Uphaar Tragedy: A long battle for public safety

Whenever a discussion on public safety is held, the mention of Uphaar tragedy invariably crops up.
Uphaar Cinema (Photo | YouTube Screengrab)
Uphaar Cinema (Photo | YouTube Screengrab)

Whenever a discussion on public safety is held, the mention of the Uphaar tragedy invariably crops up. Last week was the 25th anniversary of one of the most gruesome events to have taken place in the city. June 13, 1997 was a Friday and film ‘Border’ was released at Uphaar Cinema in the Green Park area of South Delhi.
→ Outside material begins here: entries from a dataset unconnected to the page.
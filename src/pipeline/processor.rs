//! Submission pipeline — turns a completed form into a local document.
//!
//! Flow:
//! 1. Structural validation
//! 2. Build the request (phone excluded)
//! 3. Submit to the schedule service
//! 4. Interpret the response (JSON locator, link fallback, inline PDF)
//! 5. Fetch the document
//! 6. Materialize it, install it, release the previous one
//!
//! Every failure short-circuits into a single [`PipelineOutcome::Failure`].
//! Nothing is retried here; retries are user-initiated and rerun the whole
//! flow.

use std::sync::Arc;

use tracing::{debug, info, warn};

use crate::config::PlannerConfig;
use crate::error::PipelineError;
use crate::wizard::model::FormState;

use super::artifact::{ArtifactHandle, ArtifactStore};
use super::client::ScheduleService;
use super::response::interpret;
use super::types::{ArtifactLocator, PipelineOutcome, SubmissionRequest};

pub struct SubmissionPipeline {
    service: Arc<dyn ScheduleService>,
    artifacts: ArtifactStore,
    label_as_objective: bool,
}

impl SubmissionPipeline {
    pub fn new(service: Arc<dyn ScheduleService>, config: &PlannerConfig) -> Self {
        Self {
            service,
            artifacts: ArtifactStore::new(config.artifact_dir.clone()),
            label_as_objective: config.label_as_objective,
        }
    }

    /// Run one attempt. Always yields exactly one outcome.
    pub async fn run(&self, form: &FormState) -> PipelineOutcome {
        let outcome = PipelineOutcome::from(self.attempt(form).await);
        match &outcome {
            PipelineOutcome::Success(handle) => info!(
                artifact = %handle.id(),
                bytes = handle.len(),
                "Study schedule generated"
            ),
            PipelineOutcome::Failure(info) => warn!(
                stage = %info.stage,
                kind = ?info.kind,
                "Study schedule generation failed: {}",
                info.message
            ),
        }
        outcome
    }

    async fn attempt(&self, form: &FormState) -> Result<ArtifactHandle, PipelineError> {
        let problems = form.structural_problems();
        if !problems.is_empty() {
            return Err(PipelineError::Validation { problems });
        }

        let request = SubmissionRequest::from_form(form, self.label_as_objective);
        debug!(label = %request.label, "Submission request built");

        let response = self.service.submit(&request).await?;
        let (bytes, source_url) = match interpret(&response)? {
            ArtifactLocator::Remote(url) => {
                debug!(url = %url, "Service returned a document link");
                let bytes = self.service.fetch_artifact(&url).await?;
                (bytes, Some(url))
            }
            ArtifactLocator::Inline(bytes) => {
                debug!(bytes = bytes.len(), "Service returned the document inline");
                (bytes, None)
            }
        };

        let handle = self.artifacts.materialize(bytes, source_url).await?;
        self.artifacts.install(handle.clone());
        Ok(handle)
    }

    /// The artifact produced by the latest successful run, if still live.
    pub fn current_artifact(&self) -> Option<ArtifactHandle> {
        self.artifacts.current().filter(|h| !h.is_released())
    }

    /// Number of materialized documents whose files still exist.
    pub fn live_artifacts(&self) -> usize {
        self.artifacts.live_count()
    }

    /// Release the current artifact (e.g. when the session ends).
    pub fn release_artifact(&self) {
        self.artifacts.clear();
    }
}
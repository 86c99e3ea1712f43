//! Step sequencer — which screen the user is on and where they may go.

use serde::{Deserialize, Serialize};

/// The screens of the wizard.
///
/// Progresses Intro → PersonalInfo → Schedule → Knowledge → Objective and
/// then lands on Success or Error depending on the submission outcome.
#[derive(Debug, Clone, Copy, PartialEq, Eq, Default, Serialize, Deserialize)]
#[serde(rename_all = "snake_case")]
pub enum WizardStep {
    #[default]
    Intro,
    PersonalInfo,
    Schedule,
    Knowledge,
    Objective,
    Success,
    Error,
}

/// User intents that move the wizard.
#[derive(Debug, Clone, Copy, PartialEq, Eq, Serialize, Deserialize)]
#[serde(rename_all = "snake_case")]
pub enum WizardEvent {
    Start,
    Forward,
    Back,
    Retry,
}

/// Where an accepted event leads.
#[derive(Debug, Clone, Copy, PartialEq, Eq)]
pub enum Transition {
    /// Move to a fixed step.
    To(WizardStep),
    /// Run the submission pipeline; the outcome picks Success or Error.
    Submit,
}

impl WizardStep {
    /// The declared transition table. `None` means the event is not
    /// accepted on this step.
    pub fn transition(&self, event: WizardEvent) -> Option<Transition> {
        use WizardEvent::*;
        use WizardStep::*;
        match (self, event) {
            (Intro, Start) => Some(Transition::To(PersonalInfo)),
            (PersonalInfo, Forward) => Some(Transition::To(Schedule)),
            (Schedule, Forward) => Some(Transition::To(Knowledge)),
            (Knowledge, Forward) => Some(Transition::To(Objective)),
            (Objective, Forward) => Some(Transition::Submit),
            (Schedule, Back) => Some(Transition::To(PersonalInfo)),
            (Knowledge, Back) => Some(Transition::To(Schedule)),
            (Objective, Back) => Some(Transition::To(Knowledge)),
            (Error, Retry) => Some(Transition::Submit),
            _ => None,
        }
    }

    pub fn accepts(&self, event: WizardEvent) -> bool {
        self.transition(event).is_some()
    }

    /// Whether the session is over for good.
    pub fn is_terminal(&self) -> bool {
        matches!(self, Self::Success)
    }

    /// Whether this step collects input.
    pub fn is_input_step(&self) -> bool {
        matches!(
            self,
            Self::PersonalInfo | Self::Schedule | Self::Knowledge | Self::Objective
        )
    }

    /// Completion percentage for the progress bar, hidden outside input steps.
    pub fn progress_percent(&self) -> Option<u8> {
        let index = match self {
            Self::PersonalInfo => 0,
            Self::Schedule => 1,
            Self::Knowledge => 2,
            Self::Objective => 3,
            _ => return None,
        };
        Some(index * 100 / 4)
    }
}

impl std::fmt::Display for WizardStep {
    fn fmt(&self, f: &mut std::fmt::Formatter<'_>) -> std::fmt::Result {
        let s = match self {
            Self::Intro => "intro",
            Self::PersonalInfo => "personal_info",
            Self::Schedule => "schedule",
            Self::Knowledge => "knowledge",
            Self::Objective => "objective",
            Self::Success => "success",
            Self::Error => "error",
        };
        write!(f, "{s}")
    }
}

impl std::fmt::Display for WizardEvent {
    fn fmt(&self, f: &mut std::fmt::Formatter<'_>) -> std::fmt::Result {
        let s = match self {
            Self::Start => "start",
            Self::Forward => "forward",
            Self::Back => "back",
            Self::Retry => "retry",
        };
        write!(f, "{s}")
    }
}
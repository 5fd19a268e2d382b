use crate::signal::{VuControl, VuSignal};
use crate::workflow::{ConversationReport, ConversationWorkflow, WorkflowSettings};
use std::sync::atomic::{AtomicUsize, Ordering};
use std::sync::Arc;
use std::time::Duration;
use voxload_audio::ChunkPool;
use voxload_client::ParticipantApi;
use voxload_core::{AppConfig, AudioChunk, SelectionMode};
use voxload_metrics::{MetricsSink, SessionOutcome};

/// Settings every virtual user of a run reads.
#[derive(Debug, Clone)]
pub struct RunSettings {
    pub workflow: WorkflowSettings,
    pub conversation_name: String,
    pub selection: SelectionMode,
    pub min_chunks: usize,
    pub max_chunks: usize,
    pub think_time: Duration,
    pub failure_backoff: Duration,
}

impl RunSettings {
    pub fn from_config(config: &AppConfig) -> Self {
        Self {
            workflow: WorkflowSettings {
                project_id: config.target.project_id.clone(),
                content_type: config.target.content_type.clone(),
                record_interval: config.pacing.record_interval(),
                call_finish: config.load.call_finish,
            },
            conversation_name: config.target.conversation_name.clone(),
            selection: config.chunks.selection,
            min_chunks: config.chunks.min_chunks,
            max_chunks: config.chunks.max_chunks,
            think_time: config.pacing.think_time(),
            failure_backoff: config.pacing.failure_backoff(),
        }
    }
}

/// Read-only state shared by all virtual users.
pub struct VuContext {
    pub api: Arc<dyn ParticipantApi>,
    pub pool: Arc<ChunkPool>,
    pub metrics: Arc<MetricsSink>,
    pub settings: RunSettings,
}

/// Global iteration budget for the shared-iterations executor.
#[derive(Debug)]
pub struct SharedIterations {
    claimed: AtomicUsize,
    total: usize,
}

impl SharedIterations {
    pub fn new(total: usize) -> Self {
        Self {
            claimed: AtomicUsize::new(0),
            total,
        }
    }

    /// Claim the next iteration number, if any are left.
    pub fn claim(&self) -> Option<usize> {
        let n = self.claimed.fetch_add(1, Ordering::Relaxed);
        (n < self.total).then_some(n)
    }

    pub fn is_exhausted(&self) -> bool {
        self.claimed.load(Ordering::Relaxed) >= self.total
    }
}

#[derive(Debug, Clone)]
pub enum IterationBudget {
    /// Run until retired; iterations are numbered per VU.
    Unbounded,
    Shared(Arc<SharedIterations>),
}

impl IterationBudget {
    fn is_exhausted(&self) -> bool {
        match self {
            IterationBudget::Unbounded => false,
            IterationBudget::Shared(shared) => shared.is_exhausted(),
        }
    }
}

/// Pick this conversation's chunks. Synchronous so the thread-local RNG is
/// never held across an await.
fn plan_chunks(context: &VuContext, vu: usize, iteration: usize) -> Vec<Arc<AudioChunk>> {
    let settings = &context.settings;
    let selection = match settings.selection {
        SelectionMode::All => context.pool.select_all(),
        SelectionMode::Random => {
            let picked = context.pool.select_random_range(
                settings.min_chunks,
                settings.max_chunks,
                &mut rand::thread_rng(),
            );
            if picked.degraded {
                context.metrics.record_degraded_selection();
                tracing::warn!(
                    vu,
                    iteration,
                    pool = context.pool.len(),
                    min_chunks = settings.min_chunks,
                    "chunk pool smaller than min_chunks, uploading the whole pool"
                );
            }
            picked.selection
        }
    };
    tracing::debug!(
        vu,
        iteration,
        start = selection.start_index,
        count = selection.count,
        "chunks selected"
    );
    context.pool.planned_chunks(selection)
}

/// One full conversation for `vu`, recorded into the metrics sink.
pub async fn run_conversation(
    context: &VuContext,
    vu: usize,
    iteration: usize,
    control: &mut VuControl,
) -> ConversationReport {
    let planned = plan_chunks(context, vu, iteration);
    let name = format!(
        "{} - VU{vu} - Iter{iteration}",
        context.settings.conversation_name
    );

    context.metrics.record_session_started();
    let report = ConversationWorkflow::new(
        context.api.as_ref(),
        &context.settings.workflow,
        name,
        planned,
    )
    .run(control)
    .await;
    context.metrics.record_session_end(
        report.outcome(),
        report.chunks_planned,
        report.chunks_completed,
    );
    report
}

/// Virtual user loop: conversation, pause, repeat until retired, halted or
/// out of iterations.
pub async fn run_vu(
    context: Arc<VuContext>,
    vu: usize,
    mut control: VuControl,
    budget: IterationBudget,
) {
    tracing::debug!(vu, "virtual user started");
    let mut local_iteration = 0usize;

    loop {
        if control.current() != VuSignal::Run {
            break;
        }
        let iteration = match &budget {
            IterationBudget::Unbounded => {
                local_iteration += 1;
                local_iteration - 1
            }
            IterationBudget::Shared(shared) => match shared.claim() {
                Some(iteration) => iteration,
                None => break,
            },
        };

        let report = run_conversation(&context, vu, iteration, &mut control).await;
        let pause = match report.outcome() {
            SessionOutcome::Succeeded => context.settings.think_time,
            SessionOutcome::Failed => context.settings.failure_backoff,
            SessionOutcome::Interrupted => break,
        };
        if budget.is_exhausted() {
            break;
        }
        if !control.pause(pause, VuSignal::Retire).await {
            break;
        }
    }

    tracing::debug!(vu, signal = ?control.current(), "virtual user stopped");
}
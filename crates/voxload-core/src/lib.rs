pub mod config;
pub mod error;
pub mod types;

pub use config::{AppConfig, ConfigOverrides, ExecutorKind, SelectionMode};
pub use error::{ApiError, ConfigError, PoolError};
pub use types::{
    AudioChunk, CallOutcome, ChunkSelection, FailureKind, RampStage, Step, UploadTicket,
};

#[cfg(test)]
mod tests {
    use super::*;
    use std::time::Duration;

    #[test]
    fn test_chunk_selection_end() {
        let selection = ChunkSelection {
            start_index: 3,
            count: 5,
        };
        assert_eq!(selection.end(), 8);
    }

    #[test]
    fn test_step_names_match_request_tags() {
        let names: Vec<_> = Step::ALL.iter().map(|s| s.as_str()).collect();
        assert_eq!(
            names,
            vec![
                "initiate_conversation",
                "get_upload_url",
                "upload_to_storage",
                "confirm_upload",
                "finish_conversation",
            ]
        );
    }

    #[test]
    fn test_only_upload_cycle_steps_are_chunk_steps() {
        assert!(!Step::Initiate.is_chunk_step());
        assert!(Step::GetUploadUrl.is_chunk_step());
        assert!(Step::UploadToStorage.is_chunk_step());
        assert!(Step::ConfirmUpload.is_chunk_step());
        assert!(!Step::Finish.is_chunk_step());
    }

    #[test]
    fn test_api_error_kind() {
        assert_eq!(
            ApiError::Transport("timed out".into()).kind(),
            FailureKind::Transport
        );
        assert_eq!(ApiError::Protocol { status: 502 }.kind(), FailureKind::Protocol);
        assert_eq!(ApiError::Parse("eof".into()).kind(), FailureKind::Parse);
    }

    #[test]
    fn test_call_outcome_latency_ms() {
        let outcome = CallOutcome {
            step: Step::Finish,
            http_status: Some(200),
            latency: Duration::from_micros(12_500),
            succeeded: true,
            failure: None,
        };
        assert_eq!(outcome.latency_ms(), 12.5);
    }

    #[test]
    fn test_ramp_stage_end_offset() {
        let stage = RampStage {
            start_offset: Duration::from_secs(60),
            duration: Duration::from_secs(60),
            target_vus: 5,
        };
        assert_eq!(stage.end_offset(), Duration::from_secs(120));
    }
}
During the matinee show, a fire started in the basement of the cinema hall and the smoke spread to the theatre trapping people inside, as the doors were locked. In the veritable gas chamber, 59 people died of asphyxiation, while 103 were seriously injured, many in the stampede which followed.

This event would have vanished from public memory in the times to come but for the next of kin of those who died in the tragedy. They fought a vehement battle against a system and the wealthy accused to get justice for the dead, who had fallen prey to government apathy and a compromised system.

In 1983, following a fire in a high-rise building in the Rajendra Place area, a safety audit was done across the city. The license of Uphaar cinema was cancelled after an inspection as it was found to have made 10 serious violations.

Sidharth Mishra
Sidharth Mishra

The license was, however, soon restored and in 1997, when the tragedy took place, it was found that none of these violations had been corrected. The sight on the evening of June 13, 1997 was several men, women and children sleeping in absolute peace and calm on the stretchers at AIIMS. They all carried just a tag on their toe-thumb, pronouncing them dead. No scar, no burn, no stress, just the calm of deep sleep on their faces. The next day, as a reporter working for a daily then, one was deployed at the cremation grounds, where betrayed souls moved in unison to meet their respective gods.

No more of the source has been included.